[Date Prev][Date Next][Thread Prev][Thread Next][Date Index][Thread Index]
[Condor-users] condor_shadow-Process Problem
maybe you could help me with the following issue:
As far as I understood the way Condor works, there should be one
'condor_shadow'-process on the submitting host for each submitted job
that is beeing executed on any Client.
Now in my pool (see below for details) it seems to happen, that there
are several shadow-processes with exactly the same job-id for a single job!
'ps ax | grep condor_shadow' returns
23285 ? SN 0:00 condor_shadow -f 9.137 <18.104.22.168:9307>
23286 ? SN 0:00 condor_shadow -f 9.137 <22.214.171.124:9307>
It also happens, that there are several hundred
'condor_shadow'-processes still running on the submitting hosts,
although the corresponding jobs have already terminated normally long
before. When looking into the 'ShadowLog'-File of the submitting host,
there appear some "exited with status 107" messages, but since we are
only running vanilla-jobs here this should not indicate any error,
right? And I can not find any other error messages in my logs.

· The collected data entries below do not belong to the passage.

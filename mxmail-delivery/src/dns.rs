//! DNS resolution for mail delivery.
//!
//! Looks up the MX records of a recipient domain and turns them into an
//! ordered list of candidate servers, most preferred first. There is no
//! A/AAAA fallback and no caching: every delivery resolves afresh.

use std::{future::Future, time::Duration};

use hickory_resolver::{
    TokioResolver, config::ResolverOpts, name_server::TokioConnectionProvider,
};
use serde::{Deserialize, Serialize};
use thiserror::Error;
use tracing::{debug, warn};

/// Upper bound on the number of candidate servers tried for one delivery.
pub const MAX_MAIL_SERVERS: usize = 50;

/// Well-known SMTP port.
pub const DEFAULT_SMTP_PORT: u16 = 25;

/// Errors that can occur during DNS resolution.
#[derive(Debug, Error)]
pub enum DnsError {
    /// The domain exists but publishes no usable MX records.
    #[error("No mail servers found for domain: {0}")]
    NoMailServers(String),

    /// DNS query failed due to network or resolver issues.
    #[error("DNS lookup failed: {0}")]
    LookupFailed(#[from] hickory_resolver::ResolveError),

    /// Domain does not exist (NXDOMAIN).
    #[error("Domain does not exist: {0}")]
    DomainNotFound(String),
}

/// Configuration for DNS resolver.
#[derive(Debug, Clone, PartialEq, Eq, Deserialize)]
pub struct DnsConfig {
    /// DNS query timeout in seconds (default: 5)
    #[serde(default = "default_timeout_secs")]
    pub timeout_secs: u64,
}

const fn default_timeout_secs() -> u64 {
    5
}

impl Default for DnsConfig {
    fn default() -> Self {
        Self {
            timeout_secs: default_timeout_secs(),
        }
    }
}

/// Represents a mail server target with its priority.
#[derive(Debug, Clone, PartialEq, Eq, Serialize, Deserialize)]
pub struct MailServer {
    /// The hostname or IP address of the mail server.
    pub host: String,
    /// MX preference (lower value = higher priority).
    pub priority: u16,
    /// Port number (default: 25).
    pub port: u16,
}

impl MailServer {
    /// Creates a new mail server entry.
    #[must_use]
    pub const fn new(host: String, priority: u16, port: u16) -> Self {
        Self {
            host,
            priority,
            port,
        }
    }

    /// Returns the full address as `host:port`, bracketing IPv6 literals.
    #[must_use]
    pub fn address(&self) -> String {
        if self.host.contains(':') {
            format!("[{}]:{}", self.host, self.port)
        } else {
            format!("{}:{}", self.host, self.port)
        }
    }
}

/// One MX answer as received from DNS.
#[derive(Debug, Clone, PartialEq, Eq)]
pub struct MxRecord {
    pub preference: u16,
    pub exchange: String,
}

impl MxRecord {
    #[must_use]
    pub fn new(preference: u16, exchange: impl Into<String>) -> Self {
        Self {
            preference,
            exchange: exchange.into(),
        }
    }
}

/// Turn raw MX answers into the ordered candidate list.
///
/// Exchanges that are empty once the root dot is removed are skipped (this
/// covers the RFC 7505 null MX). The sort is stable, so records sharing a
/// preference keep their answer order. At most [`MAX_MAIL_SERVERS`] are kept.
pub fn order_mail_servers(
    records: impl IntoIterator<Item = MxRecord>,
    port: u16,
) -> Vec<MailServer> {
    let mut servers: Vec<MailServer> = records
        .into_iter()
        .filter_map(|record| {
            let host = record.exchange.trim_end_matches('.');
            if host.is_empty() {
                debug!(
                    "Skipping MX record with empty exchange (preference {})",
                    record.preference
                );
                None
            } else {
                Some(MailServer::new(host.to_string(), record.preference, port))
            }
        })
        .collect();

    servers.sort_by_key(|server| server.priority);
    servers.truncate(MAX_MAIL_SERVERS);
    servers
}

/// Source of candidate servers for a recipient domain.
pub trait ResolveMailServers {
    /// Resolve `domain` to its candidate servers, most preferred first, each
    /// addressed on `port`.
    ///
    /// # Errors
    ///
    /// Returns `DnsError` if the domain has no usable mail servers or the
    /// lookup itself fails.
    fn resolve_mail_servers(
        &self,
        domain: &str,
        port: u16,
    ) -> impl Future<Output = Result<Vec<MailServer>, DnsError>> + Send;
}

/// MX resolver backed by the system DNS configuration.
#[derive(Debug)]
pub struct DnsResolver {
    resolver: TokioResolver,
}

impl DnsResolver {
    /// Creates a new DNS resolver with default configuration.
    ///
    /// # Errors
    ///
    /// Returns an error if the system DNS configuration cannot be loaded.
    pub fn new() -> Result<Self, DnsError> {
        Self::with_dns_config(&DnsConfig::default())
    }

    /// Creates a new DNS resolver with custom DNS configuration.
    ///
    /// # Errors
    ///
    /// Returns an error if the resolver cannot be initialized.
    pub fn with_dns_config(dns_config: &DnsConfig) -> Result<Self, DnsError> {
        let mut opts = ResolverOpts::default();
        opts.timeout = Duration::from_secs(dns_config.timeout_secs);

        let resolver = TokioResolver::builder(TokioConnectionProvider::default())?
            .with_options(opts)
            .build();

        Ok(Self { resolver })
    }
}

impl ResolveMailServers for DnsResolver {
    async fn resolve_mail_servers(
        &self,
        domain: &str,
        port: u16,
    ) -> Result<Vec<MailServer>, DnsError> {
        debug!("Resolving mail servers for domain: {domain}");

        let lookup = match self.resolver.mx_lookup(domain).await {
            Ok(lookup) => lookup,
            Err(err) if err.is_nx_domain() => {
                return Err(DnsError::DomainNotFound(domain.to_string()));
            }
            Err(err) if err.is_no_records_found() => {
                return Err(DnsError::NoMailServers(domain.to_string()));
            }
            Err(err) => {
                warn!("MX lookup failed for {domain}: {err}");
                return Err(DnsError::LookupFailed(err));
            }
        };

        let records = lookup.iter().map(|mx| {
            let record = MxRecord::new(mx.preference(), mx.exchange().to_utf8());
            debug!(
                "Found MX record: {} (priority: {})",
                record.exchange, record.preference
            );
            record
        });

        let servers = order_mail_servers(records, port);
        if servers.is_empty() {
            return Err(DnsError::NoMailServers(domain.to_string()));
        }

        debug!("Resolved {} MX record(s) for {domain}", servers.len());
        Ok(servers)
    }
}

I am afraid, these 'ghost' shadow-processes are also responsible for the
effect, that I have quite a lot of Clients in "Claimed" but also in
"Idle" state according to 'condor_status'. They should be "Busy" when
claimed, at least shortly after getting claimed.
I would be very happy, if anybody can explain to me, how this can happen
and, even better, how to prevent this, because this leads always to
maximum disagreement between server and clients concerning the number of
running jobs and therefore no new jobs are startet after some time,
although the 'condor_status' gives tens of unclaimed clients ...
Thanks for your help and have a nice day,
Some more information about my pool:
1 Server, Ubuntu Linux, MASTER,NEGOTIATOR,COLLECTOR
30 Clients, Ubuntu Linux, MASTER,SCHEDD,STARTD
$CondorVersion: 6.8.2 Oct 12 2006 $
$CondorPlatform: I386-LINUX_RHEL3 $